Mining for diamonds among ashes is nothing new for the nation's leading drug retailer. In its more than 100-year history, Walgreens has maintained drugstores in low income neighborhoods. Since the early 1990s Walgreens has opened more than 3,000 stores throughout the U.S. and of those, 15 to 20 percent were opened in inner city, economically depressed areas.
Michael E. Porter, a professor of business strategy at Harvard Business School and chair of the Initiative for a Competitive Inner City says inner cities are the next retailing frontier.
In a major research effort Porter estimates that households in America's inner cities possess more than $85 billion in annual retail spending power (excluding income from unrecorded activities, which could add another $15 billion). That amounts to nearly 7% of total U.S. retail spending, far more than Mexico's entire formal retail market.
"Despite lower household incomes, inner city areas concentrate more buying power into a square mile than many affluent suburbs do. But they are badly underserved."
Often lacking the types of stores that inundate suburban areas - supermarkets, department stores, apparel retailers, drugstores and so forth, Porter says many inner city residents must travel outside of their neighborhoods for the kind of world class shopping suburbanites take for granted.
At the same time many of the historic impediments to doing business in low income communities are falling. Crimes rates are dropping and cities like San Bernardino are working to reduce regulatory obstacles, improve infrastructure, code enforcement and spur retail development.
"For retailers, the message should be clear: America's inner cities are the next retailing frontier, and they are growing in our own backyards."
After decades of decline, despair and neglect residents and business owners along Baseline and Waterman are cautiously optimistic.

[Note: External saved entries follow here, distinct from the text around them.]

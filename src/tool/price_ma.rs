use serde::{Deserialize, Serialize};

use crate::{
    ConfigError, IndicatorConfig, Ma, MaConfig, MarketData, Ohlcv, PriceMaSnapshot,
    Result, Snapshot, SnapshotStore, Tool,
    condition::{Comparison, Resolver, Shift, ValueSource},
};

/// Configuration of a [`PriceMaTool`].
///
/// ```json
/// {
///   "ma": { "maType": "wma", "period": 50, "price": "close" },
///   "comparison": { "relation": "above" },
///   "shift": { "measure": "units", "value": 10 },
///   "object": "ask"
/// }
/// ```
#[derive(PartialEq, Eq, Clone, Debug, Serialize, Deserialize)]
#[serde(rename_all = "camelCase")]
pub struct PriceMaToolConfig {
    pub ma: MaConfig,
    #[serde(default)]
    pub comparison: Comparison,
    #[serde(default)]
    pub shift: Option<Shift>,
    pub object: ValueSource,
}

impl PriceMaToolConfig {
    /// # Errors
    ///
    /// The first [`ConfigError`] found. Only ticker value sources are
    /// accepted as `object`.
    pub fn validate(&self) -> Result<(), ConfigError> {
        self.ma.validate()?;
        self.comparison.validate()?;
        if let Some(shift) = &self.shift {
            shift.validate()?;
        }
        PriceMaTool::RESOLVER.check(self.object)?;

        Ok(())
    }
}

/// Compares a live ticker price with a (optionally shifted) moving
/// average.
///
/// The condition holds when `value <relation> shifted_ma`.
#[derive(Clone, Debug)]
pub struct PriceMaTool {
    config: PriceMaToolConfig,
    ma: Ma,
    object: ValueSource,
    snapshots: SnapshotStore<PriceMaSnapshot>,
}

impl PriceMaTool {
    const RESOLVER: Resolver = Resolver::ticker_only();

    #[must_use]
    pub fn config(&self) -> &PriceMaToolConfig {
        &self.config
    }
}

impl Tool for PriceMaTool {
    type Config = PriceMaToolConfig;
    type Data = PriceMaSnapshot;

    fn new(config: PriceMaToolConfig) -> Result<Self> {
        config.validate()?;

        let ma = config.ma.build()?;
        let object = config.object;

        tracing::debug!(%ma, %object, "price to moving average tool built");

        Ok(Self {
            config,
            ma,
            object,
            snapshots: SnapshotStore::new(),
        })
    }

    fn validate(&self) -> Result<(), ConfigError> {
        self.config.validate()
    }

    #[inline]
    fn candles_count(&self) -> usize {
        self.ma.candles_count()
    }

    fn evaluate<B: Ohlcv>(&self, market: &MarketData<'_, B>) -> Result<Snapshot<PriceMaSnapshot>> {
        let ma = self.ma.calc(market.candles)?;
        let shifted_ma = self.config.shift.map_or(Ok(ma), |shift| shift.apply(ma))?;
        let value = Self::RESOLVER.resolve(self.object, market)?;
        let met = self.config.comparison.evaluate(value, shifted_ma)?;

        Ok(Snapshot::new(
            met,
            PriceMaSnapshot {
                ma,
                shifted_ma,
                value,
            },
        ))
    }

    fn conditions_met<B: Ohlcv>(&mut self, market: &MarketData<'_, B>) -> Result<bool> {
        let outcome = self.evaluate(market);
        self.snapshots.record(outcome)
    }

    fn snapshot(&self) -> &Snapshot<PriceMaSnapshot> {
        self.snapshots.last()
    }
}
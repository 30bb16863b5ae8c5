use serde::Serialize;

use crate::{Price, Result};

/// Result of one tool evaluation: the values it computed and whether its
/// condition held.
#[derive(PartialEq, Eq, Clone, Copy, Default, Debug, Serialize)]
#[serde(rename_all = "camelCase")]
pub struct Snapshot<D> {
    pub conditions_met: bool,
    pub data: D,
}

impl<D> Snapshot<D> {
    #[must_use]
    pub fn new(conditions_met: bool, data: D) -> Self {
        Self {
            conditions_met,
            data,
        }
    }
}

/// Holds the last recorded [`Snapshot`] of a tool.
///
/// Capacity is exactly one: each record overwrites the previous value, and
/// a failed evaluation clears it back to the zero snapshot so stale values
/// never outlive the call that invalidated them.
#[derive(Clone, Default, Debug)]
pub struct SnapshotStore<D> {
    last: Snapshot<D>,
}

impl<D: Default + std::fmt::Debug> SnapshotStore<D> {
    #[must_use]
    pub fn new() -> Self {
        Self {
            last: Snapshot::default(),
        }
    }

    /// Stores the outcome of an evaluation and passes its verdict on.
    ///
    /// # Errors
    ///
    /// Returns the evaluation error unchanged after clearing the store.
    pub fn record(&mut self, outcome: Result<Snapshot<D>>) -> Result<bool> {
        match outcome {
            Ok(snapshot) => {
                tracing::debug!(
                    conditions_met = snapshot.conditions_met,
                    data = ?snapshot.data,
                    "snapshot recorded"
                );
                let met = snapshot.conditions_met;
                self.last = snapshot;
                Ok(met)
            }
            Err(err) => {
                self.clear();
                Err(err)
            }
        }
    }

    #[inline]
    #[must_use]
    pub fn last(&self) -> &Snapshot<D> {
        &self.last
    }

    pub fn clear(&mut self) {
        self.last = Snapshot::default();
    }
}

/// Values recorded by [`BbTool`](crate::BbTool).
#[derive(PartialEq, Eq, Clone, Copy, Default, Debug, Serialize)]
#[serde(rename_all = "camelCase")]
pub struct BbSnapshot {
    pub upper: Price,
    pub middle: Price,
    pub lower: Price,
    /// Selected band after the optional shift.
    pub shifted_band: Price,
    /// Resolved market value.
    pub value: Price,
}

/// Values recorded by [`MaSpreadTool`](crate::MaSpreadTool).
#[derive(PartialEq, Eq, Clone, Copy, Default, Debug, Serialize)]
#[serde(rename_all = "camelCase")]
pub struct SpreadSnapshot {
    pub spread: Price,
    pub ma1: Price,
    pub ma2: Price,
}

/// Values recorded by [`PriceMaTool`](crate::PriceMaTool).
#[derive(PartialEq, Eq, Clone, Copy, Default, Debug, Serialize)]
#[serde(rename_all = "camelCase")]
pub struct PriceMaSnapshot {
    pub ma: Price,
    pub shifted_ma: Price,
    pub value: Price,
}

#[cfg(test)]
mod tests {
    use super::*;
    use crate::{ComputationError, Error};
    use rust_decimal_macros::dec;

    fn spread(value: Price) -> Snapshot<SpreadSnapshot> {
        Snapshot::new(
            true,
            SpreadSnapshot {
                spread: value,
                ma1: dec!(10),
                ma2: dec!(10) - value,
            },
        )
    }

    #[test]
    fn starts_empty() {
        let store = SnapshotStore::<SpreadSnapshot>::new();
        assert_eq!(store.last(), &Snapshot::default());
        assert!(!store.last().conditions_met);
    }

    #[test]
    fn record_overwrites() {
        let mut store = SnapshotStore::new();
        assert_eq!(store.record(Ok(spread(dec!(1)))), Ok(true));
        assert_eq!(store.record(Ok(spread(dec!(2)))), Ok(true));
        assert_eq!(store.last(), &spread(dec!(2)));
    }

    #[test]
    fn error_clears_previous_snapshot() {
        let mut store = SnapshotStore::new();
        store.record(Ok(spread(dec!(1)))).unwrap();

        let err = Error::Computation(ComputationError::DivisionByZero);
        assert_eq!(store.record(Err(err.clone())), Err(err));
        assert_eq!(store.last(), &Snapshot::default());
    }

    #[test]
    fn serializes_camel_case() {
        let snapshot = Snapshot::new(
            false,
            PriceMaSnapshot {
                ma: dec!(10),
                shifted_ma: dec!(10.1),
                value: dec!(9.5),
            },
        );
        let json = serde_json::to_value(snapshot).unwrap();
        assert_eq!(
            json,
            serde_json::json!({
                "conditionsMet": false,
                "data": { "ma": "10", "shiftedMa": "10.1", "value": "9.5" }
            })
        );
    }
}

"It's not as simple as putting up a new store, planting grass and shooing the homeless, petty criminals and drug dealers from the corner. They've got to bring job opportunities and hope to people who have been ignored," said Raj who owns a neighborhood dry cleaners.
Donald Barnes a physician's assistant (PA) who works at a nursing home near the planned drugstore agrees. "If African-Americans and other ‘legal' residents are offered job opportunities as Walgreens promises, the phoenix will spread its wings and take flight. On the other hand if they come hoping to make a windfall by handing those jobs to low wage immigrants like the rest of these businesses - the truth," he said, "will rise and the phoenix will wither and die."